It might sound ridiculous, but when does this cease to be Christ? Is it after He is eaten? Is it not until the chemical change in the digestive system changes Him into something else? Or do those that partake of communion actually excrete Christ? It may seem humorous, but this presents a problem that needs answered. We would certainly need to properly dispose of whatever is the body and blood of Jesus. If the bread and wine are transformed into Christ, how long do they remain Him?

As mentioned before, these words were merely figurative. We do not say that Jesus is also in our well water because He said He is living water. In John 10:9, Jesus said, “I am the door.” So Jesus is literally a door, right? Or is it every door that we bless becomes Jesus, even though it retains all the properties of a door? It sounds absurd because it is. Paul calls Him the “chief corner stone” (Ephesians 2:20) and the “spiritual Rock” (I Corinthians 10:4). Jesus says He is the “vine” and we are the “branches” (John 15:5). And while we’re at it, that must mean that Christians are literal “salt” and “light” (Matthew 5:13-14). None of these things were meant in a literal sense, and deep down we know that. They are metaphors that are used frequently in the Bible. Why have we pulled out one metaphor, misinterpreted it, and built a sacred tradition around it all while overlooking the other metaphors?

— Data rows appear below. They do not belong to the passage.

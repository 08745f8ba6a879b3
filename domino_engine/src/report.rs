// Copyright 2026 the Domino Authors
// SPDX-License-Identifier: Apache-2.0 OR MIT

//! `TickReport` (`spec.md` §6 "report contains faults, dropped work,
//! phase budget residuals") plus the "why rerun" cause-path supplement
//! (`SPEC_FULL.md` §B.6.2): an additive `ReportDetailMask` gating
//! `because_of`/`why_path` detail on each executed task.

use domino_sched::{DependencyEdge, FailureRecord, PhaseBudgetResidual};
use domino_types::{DominoError, EdgeId, NodeId, PartId, TaskId};

/// Which optional detail a [`TickReport`] should carry: a `NONE`
/// default and an additive `FULL`.
#[derive(Copy, Clone, Debug, Default, Eq, PartialEq)]
pub struct ReportDetailMask(u8);

impl ReportDetailMask {
    /// No optional detail; `task_causes` stays empty.
    pub const NONE: Self = Self(0);
    /// Record `because_of` for rebuild-triggered tasks.
    pub const BECAUSE_OF: Self = Self(1 << 0);
    /// Record the dependency chain leading to a subsystem-emitted task.
    pub const WHY_PATH: Self = Self(1 << 1);
    /// Both of the above.
    pub const FULL: Self = Self(Self::BECAUSE_OF.0 | Self::WHY_PATH.0);

    /// Returns `true` if every bit of `other` is set in `self`.
    #[must_use]
    pub const fn contains(self, other: Self) -> bool {
        self.0 & other.0 == other.0
    }
}

impl core::ops::BitOr for ReportDetailMask {
    type Output = Self;

    fn bitor(self, rhs: Self) -> Self {
        Self(self.0 | rhs.0)
    }
}

/// What caused a dirty-set-driven rebuild task to be scheduled: a
/// dirty partition/node/edge named directly, or completion of an
/// upstream task.
#[derive(Copy, Clone, Debug, Eq, PartialEq)]
pub enum CauseKey {
    /// Caused by a dirty partition.
    DirtyPart(PartId),
    /// Caused by a dirty node.
    DirtyNode(NodeId),
    /// Caused by a dirty edge.
    DirtyEdge(EdgeId),
    /// Caused by completion of an upstream task.
    UpstreamTask(TaskId),
}

/// Diagnostic record of why one executed task was scheduled. Empty
/// unless requested via [`ReportDetailMask`]; has no bearing on
/// scheduling or determinism.
#[derive(Clone, Debug)]
pub struct TaskCause {
    /// The task this record is about.
    pub task_id: TaskId,
    /// Direct cause, if [`ReportDetailMask::BECAUSE_OF`] was requested
    /// and this task was rebuild-triggered.
    pub because_of: Option<CauseKey>,
    /// Upstream tasks this task depended on, if
    /// [`ReportDetailMask::WHY_PATH`] was requested.
    pub why_path: Option<Vec<CauseKey>>,
}

/// Result of one `engine_tick` call (`spec.md` §6).
#[derive(Clone, Debug, Default)]
pub struct TickReport {
    /// Work handler failures recorded this tick.
    pub faults: Vec<FailureRecord>,
    /// Determinism faults detected this tick.
    pub determinism_faults: Vec<DominoError>,
    /// Items carried over to the next tick because a budget ran out.
    pub dropped_work: usize,
    /// Leftover per-phase budget.
    pub phase_budget_residuals: Vec<PhaseBudgetResidual>,
    /// Optional cause-path detail, empty unless requested (`SPEC_FULL.md`
    /// §B.6.2).
    pub task_causes: Vec<TaskCause>,
}

impl TickReport {
    /// `true` if the tick produced no faults of any kind.
    #[must_use]
    pub fn is_clean(&self) -> bool {
        self.faults.is_empty() && self.determinism_faults.is_empty()
    }
}

pub(crate) fn upstream_causes(task_id: TaskId, deps: &[DependencyEdge]) -> Vec<CauseKey> {
    deps.iter()
        .filter(|d| d.to_task_id == task_id)
        .map(|d| CauseKey::UpstreamTask(d.from_task_id))
        .collect()
}

#[cfg(test)]
mod tests {
    use super::*;

    #[test]
    fn full_mask_contains_both_bits() {
        assert!(ReportDetailMask::FULL.contains(ReportDetailMask::BECAUSE_OF));
        assert!(ReportDetailMask::FULL.contains(ReportDetailMask::WHY_PATH));
        assert!(!ReportDetailMask::NONE.contains(ReportDetailMask::BECAUSE_OF));
    }

    #[test]
    fn upstream_causes_collects_matching_deps() {
        let deps = vec![
            DependencyEdge {
                from_task_id: TaskId::new(1),
                to_task_id: TaskId::new(2),
                reason_id: 0,
            },
            DependencyEdge {
                from_task_id: TaskId::new(3),
                to_task_id: TaskId::new(2),
                reason_id: 0,
            },
            DependencyEdge {
                from_task_id: TaskId::new(1),
                to_task_id: TaskId::new(9),
                reason_id: 0,
            },
        ];
        let causes = upstream_causes(TaskId::new(2), &deps);
        assert_eq!(
            causes,
            vec![
                CauseKey::UpstreamTask(TaskId::new(1)),
                CauseKey::UpstreamTask(TaskId::new(3))
            ]
        );
    }
}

Did Jesus forget what the law said?

“And whatsoever man there be of the house of Israel, or of the strangers that sojourn among you, that eateth any manner of blood; I will even set my face against that soul that eateth blood, and will cut him off from among his people. For the life of the flesh is in the blood: and I have given it to you upon the altar to make an atonement for your souls: for it is the blood that maketh an atonement for the soul. Therefore I said unto the children of Israel, No soul of you shall eat blood, neither shall any stranger that sojourneth among you eat blood. And whatsoever man there be of the children of Israel, or of the strangers that sojourn among you, which hunteth and catcheth any beast or fowl that may be eaten; he shall even pour out the blood thereof, and cover it with dust. For it is the life of all flesh; the blood of it is for the life thereof: therefore I said unto the children of Israel, Ye shall eat the blood of no manner of flesh: for the life of all flesh is the blood thereof: whosoever eateth it shall be cut off.” –Leviticus 17:10-14

“Only be sure that thou eat not the blood: for the blood is the life; and thou mayest not eat the life with the flesh. Thou shalt not eat it; thou shalt pour it upon the earth as water.” –Deuteronomy 12:23-24

The law not only prohibits consuming blood, but makes it a capital offense. Most of Jesus’ disciples were Jewish. If He is commanding them to drink His blood, He is blatantly commanding them to break the law in a very serious way.

Furthermore, Jesus also partook of the elements during the Lord’s Supper. One, this means (under the Catholic belief) that Jesus cannibalized Himself. Two, this means that Jesus broke the Mosaic law.

“Think not that I am come to destroy the law, or the prophets: I am not come to destroy, but to fulfil. For verily I say unto you, Till heaven and earth pass, one jot or one tittle shall in no wise pass from the law, till all be fulfilled.” –Matthew 5:17-18

This would present a stunning contradiction. Jesus, who claims He came to fulfill the law, broke the law by drinking His own blood. This makes Jesus a liar, and thus someone not really worth following anyway. It would also have given the Jewish religious leaders legitimate grounds for His execution and the executions of His disciples.

It must also be remembered that, at the time of Jesus’ statement in John 6 and the Lord’s Supper, Jesus had not been crucified yet. How could Jesus be resacrificed in the communion elements if He had not yet been sacrificed at all? The initial sacrifice was not even there yet.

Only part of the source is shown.